= Paotai Town =

Town in Shawan County, China

Paotai (炮台镇 (Pàotái Zhèn)) is an unincorporated town (非建制镇) located in Shawan County, Xinjiang Uyghur Autonomous Region, China, it is known for the seat of 121st Regiment headquarters of the 8th Division, Xinjiang Production and Construction Corps. The town is 213 km away from Urumqi in the east, 78 km from Shihezi in the southeast, 110 km from Karamay in the northwest, and 120 km from Kuitun in the southwest. The county-level road of Guxin Line (县道古新线) and the Keyu Expressway (克榆高速公路, Karamay - Yushugou) cross the territory, and connected with contact line, its traffic is very convenient.

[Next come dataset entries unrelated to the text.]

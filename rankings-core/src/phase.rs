//! Phase parsing (C7): turns a free-form phase string into a structured
//! [`Phase`], dispatching on (school, year) to one of three historical
//! dialects. Methods 1 and 3 look similar on the surface but their
//! vocabularies and secondary-number semantics differ, so they are kept
//! separate rather than unified.

use std::cmp::Ordering;

use crate::error::{IngestError, Result};
use crate::model::{Language, Phase, School};

const SCHOOL_PREFIXES: &[(&str, School)] = &[
    ("architettura - ", School::Architecture),
    ("urbanistica - ", School::Urbanistica),
    ("design - ", School::Design),
    ("ingegneria - ", School::Engineering),
];

const EXTRA_EU_PREFIX: &str = "extra-ue - ";

fn ordinal(word: &str) -> u8 {
    match word.to_lowercase().as_str() {
        "prima" | "primo" => 1,
        "secondo" | "seconda" => 2,
        "terzo" | "terza" => 3,
        "quarto" | "quarta" => 4,
        "quinto" | "quinta" => 5,
        "sesto" | "sesta" => 6,
        "settimo" | "settima" => 7,
        "ottavo" | "ottava" => 8,
        "nono" | "nona" => 9,
        "decimo" | "decima" => 10,
        _ => 0,
    }
}

fn strip_school_prefix(raw: &str) -> &str {
    for (prefix, _) in SCHOOL_PREFIXES {
        if let Some(rest) = strip_prefix_ci(raw, prefix) {
            return rest;
        }
    }
    raw
}

/// Strips a school-name prefix from `raw`, lowercasing what's left.
/// Method 1's own escape-case matching needs to see a leading
/// `"Extra-ue - "` intact, so this does not strip it — unlike
/// [`strip_prefixes_with_extra_eu`].
fn strip_prefixes_method1(raw: &str) -> String {
    strip_school_prefix(raw).to_lowercase()
}

/// Strips a school-name prefix then a leading extra-EU prefix from `raw`,
/// returning the stripped, lowercased text. Distinct from an inline
/// `"Extra-ue [...]"` occurrence, which methods 2/3 detect by substring
/// instead. Used by methods 2 and 3, whose escape cases operate on the
/// prefix-stripped form.
fn strip_prefixes_with_extra_eu(raw: &str) -> String {
    let school_stripped = strip_school_prefix(raw);
    let s = strip_prefix_ci(school_stripped, EXTRA_EU_PREFIX).unwrap_or(school_stripped);
    s.to_lowercase()
}

fn strip_prefix_ci<'a>(s: &'a str, prefix: &str) -> Option<&'a str> {
    if s.len() >= prefix.len() && s[..prefix.len()].eq_ignore_ascii_case(prefix) {
        Some(&s[prefix.len()..])
    } else {
        None
    }
}

/// True for the (school, year) combinations dispatched to method 1 (§4.7):
/// ARC always, DES from 2024 onward.
fn is_method1(school: School, year: u16) -> bool {
    matches!(school, School::Architecture) || (matches!(school, School::Design) && year >= 2024)
}

/// Parses `raw` into a [`Phase`] for `school`/`year`. `extra_eu_hint` is
/// the extra-EU flag already read off the index header (§4.6 heading 4);
/// it seeds `is_extra_eu` before method-specific parsing, which may
/// additionally set it itself (method 1's legacy escapes, method 3).
pub fn parse_phase(raw: &str, school: School, year: u16, extra_eu_hint: bool) -> Result<Phase> {
    let stripped = if is_method1(school, year) {
        strip_prefixes_method1(raw)
    } else {
        strip_prefixes_with_extra_eu(raw)
    };

    let mut phase = Phase {
        raw: raw.to_string(),
        stripped: stripped.clone(),
        primary: 0,
        secondary: 0,
        language: Language::Italian,
        is_extra_eu: extra_eu_hint,
    };

    match (school, year) {
        (School::Architecture, _) => parse_method1(&stripped, &mut phase)?,
        (School::Design, y) if y >= 2024 => parse_method1(&stripped, &mut phase)?,
        (School::Design, _) => parse_method3(&stripped, &mut phase)?,
        (School::Engineering, _) => parse_method2(&stripped, school, &mut phase)?,
        (School::Urbanistica, y) if y >= 2024 => parse_method2(&stripped, school, &mut phase)?,
        (School::Urbanistica, _) => parse_method3(&stripped, &mut phase)?,
    }

    Ok(phase)
}

fn parse_method1(stripped: &str, phase: &mut Phase) -> Result<()> {
    // two legacy escape cases, checked against the raw (unstripped-of-case)
    // lowercase string before falling through to the generic split.
    if stripped == "extra-ue" {
        phase.is_extra_eu = true;
        phase.primary = 0;
        phase.secondary = 1;
        return Ok(());
    }
    if stripped == "extra-ue - seconda graduatoria" {
        phase.is_extra_eu = true;
        phase.primary = 0;
        phase.secondary = 2;
        return Ok(());
    }

    let tokens: Vec<&str> = stripped.split(' ').collect();
    if tokens.len() != 2 {
        return Err(IngestError::Parse(format!(
            "invalid raw phase string, splitted by spaces array length is not 2. raw: '{stripped}' (method 1)"
        )));
    }

    let num = ordinal(tokens[0]);
    if num == 0 {
        return Err(IngestError::Parse(format!(
            "could not parse phase number. raw: '{stripped}' (method 1)"
        )));
    }

    match tokens[1] {
        "fase" => {
            phase.primary = num;
            phase.secondary = 0;
        }
        _ => {
            phase.primary = 0;
            phase.secondary = num;
        }
    }

    Ok(())
}

fn parse_method2(stripped: &str, school: School, phase: &mut Phase) -> Result<()> {
    if phase.is_extra_eu {
        match school {
            School::Urbanistica => {
                if stripped.contains("anticipat") {
                    phase.secondary = 1;
                } else if stripped.contains("standard") {
                    phase.secondary = 2;
                } else if stripped.contains("ripescaggio") {
                    phase.secondary = 3;
                } else {
                    return Err(IngestError::Parse(format!(
                        "could not parse extra-EU urbanistica phase. raw: '{stripped}' (method 2)"
                    )));
                }
                phase.primary = 0;
                return Ok(());
            }
            School::Engineering => {
                if stripped == "extra-ue" {
                    phase.primary = 0;
                    phase.secondary = 1;
                    return Ok(());
                }
                if stripped == "extra-ue - seconda graduatoria" {
                    phase.primary = 0;
                    phase.secondary = 2;
                    return Ok(());
                }
                if stripped == "extra-ue - terza graduatoria" {
                    phase.primary = 0;
                    phase.secondary = 3;
                    return Ok(());
                }
                // fall through to the non-extra-EU clause below with the
                // "extra-ue" prefix stripped.
                let rest = strip_prefix_ci(stripped, "extra-ue ").unwrap_or(stripped);
                return parse_method2_non_extra_eu(rest, phase);
            }
            School::Architecture | School::Design => {
                return Err(IngestError::Parse(format!(
                    "method 2 extra-EU is not defined for this school. raw: '{stripped}'"
                )));
            }
        }
    }

    parse_method2_non_extra_eu(stripped, phase)
}

fn parse_method2_non_extra_eu(stripped: &str, phase: &mut Phase) -> Result<()> {
    let tokens: Vec<&str> = stripped.split(' ').collect();

    if tokens.len() == 5 {
        // "<ord1> graduatoria di <ord2> fase"
        let secondary = ordinal(tokens[0]);
        let primary = ordinal(tokens[3]);
        if primary == 0 || secondary == 0 {
            return Err(IngestError::Parse(format!(
                "could not parse phase number. raw: '{stripped}' (method 2)"
            )));
        }
        phase.primary = primary;
        phase.secondary = secondary;
        return Ok(());
    }

    if tokens.len() == 2 {
        return parse_method1(stripped, phase);
    }

    Err(IngestError::Parse(format!(
        "invalid raw phase string, splitted by spaces array length is not 2 or 5. raw: '{stripped}' (method 2)"
    )))
}

fn parse_method3(stripped: &str, phase: &mut Phase) -> Result<()> {
    phase.primary = 0;
    if stripped.contains("anticipat") {
        phase.secondary = 1;
        phase.is_extra_eu = false;
    } else if stripped.contains("standard") {
        phase.secondary = 2;
        phase.is_extra_eu = false;
    } else if stripped.contains("ripescaggio") {
        phase.secondary = 3;
        phase.is_extra_eu = false;
    } else if stripped.contains("extra-ue") {
        phase.secondary = 1;
        phase.is_extra_eu = true;
    } else {
        return Err(IngestError::Parse(format!(
            "could not parse before-2023 rankings phase. raw: '{stripped}' (method 3)"
        )));
    }

    Ok(())
}

/// Total order over phases: `(primary, secondary, language priority,
/// isExtraEu)`, `false < true`. Used by the roll-up indexer (C10).
pub fn cmp_phases(a: &Phase, b: &Phase) -> Ordering {
    a.primary
        .cmp(&b.primary)
        .then(a.secondary.cmp(&b.secondary))
        .then(a.language.priority().cmp(&b.language.priority()))
        .then(a.is_extra_eu.cmp(&b.is_extra_eu))
}

#[cfg(test)]
mod tests {
    use super::*;

    fn phase(raw: &str, school: School, year: u16, extra_eu: bool) -> Phase {
        parse_phase(raw, school, year, extra_eu).expect("should parse")
    }

    #[test]
    fn test_ordinal() {
        assert_eq!(ordinal("Prima"), 1);
        assert_eq!(ordinal("Decima"), 10);
        assert_eq!(ordinal("banana"), 0);
    }

    #[test]
    fn test_method1_seconda_graduatoria() {
        let p = phase("Seconda Graduatoria", School::Architecture, 2023, false);
        assert_eq!(p.primary, 0);
        assert_eq!(p.secondary, 2);
        assert!(!p.is_extra_eu);
    }

    #[test]
    fn test_method1_extra_ue_seconda_graduatoria_escape() {
        let p = phase(
            "Extra-ue - Seconda Graduatoria",
            School::Architecture,
            2023,
            false,
        );
        assert!(p.is_extra_eu);
        assert_eq!(p.secondary, 2);
    }

    #[test]
    fn test_method2_terza_graduatoria_di_seconda_fase() {
        let p = phase(
            "Terza Graduatoria di Seconda Fase",
            School::Engineering,
            2023,
            false,
        );
        assert_eq!(p.primary, 2);
        assert_eq!(p.secondary, 3);
    }

    #[test]
    fn test_method2_urb_extra_eu_standard() {
        let p = phase("Extra-ue - Standard", School::Urbanistica, 2024, true);
        assert!(p.is_extra_eu);
        assert_eq!(p.secondary, 2);
        assert_eq!(p.stripped, "standard");
    }

    #[test]
    fn test_method3_anticipato() {
        let p = phase("Anticipato", School::Design, 2023, false);
        assert_eq!(p.primary, 0);
        assert_eq!(p.secondary, 1);
        assert!(!p.is_extra_eu);
    }

    #[test]
    fn test_method3_ripescaggio_current_mapping() {
        // current revision: ripescaggio -> 3 (not the legacy 4)
        let p = phase("Ripescaggio", School::Design, 2023, false);
        assert_eq!(p.secondary, 3);
        assert!(!p.is_extra_eu);
    }

    #[test]
    fn test_method2_arc_extra_eu_is_typed_error_not_crash() {
        // the open question: method 2 was never meant to see ARC, but if it
        // ever is invoked with extraEu set, it must return a typed Parse
        // error rather than panic.
        let mut phase = Phase {
            raw: "qualcosa".into(),
            stripped: "qualcosa".into(),
            primary: 0,
            secondary: 0,
            language: Language::Italian,
            is_extra_eu: true,
        };
        let err = parse_method2("qualcosa", School::Architecture, &mut phase);
        assert!(matches!(err, Err(IngestError::Parse(_))));
    }

    #[test]
    fn test_cmp_phases_orders_primary_then_secondary() {
        let a = phase("Prima Graduatoria", School::Architecture, 2023, false);
        let b = phase("Seconda Graduatoria", School::Architecture, 2023, false);
        assert_eq!(cmp_phases(&a, &b), Ordering::Less);
    }
}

The territory of the town is also the area of reclaimed land for the 121st Regiment. It has an area of 704.74 square kilometers with a population of 38,320 (as of 2010 census). The name of Paotai (炮台) was the homophonic Chinese word of "bortai" (博克泰) from the Mongolian language, meaning land with deers (有鹿的地方). The town was named for the first time in 1982 census.

==Infrastructure==
With six vertical and six horizontal streets, street layout of Paotai is gridded. From east to west, they are Donghuan Road (东环路), Xiangyang Road (向阳路), Guangming Road (光明路), Guangming South Road (光明南路), Guangming West Road (光明西路), and West Ring Road (西环路), From south to north, Jian'an Road (建安路), Renmin Road (人民路), Limin Road (利民路), Yucai Road (育才路), and North Ring Road (北环路). There are 21 commercial outlets, such as shopping malls, Pharmacy shops, bookstore, a bank, cable TV for residents. Coverage rate of FM radio stations is 100%. There is also Paotai Plaza (炮台广场), East Park (东公园), farmers' market, nursing home, library, a middle school, a primary school, a kindergarten, and a hospital.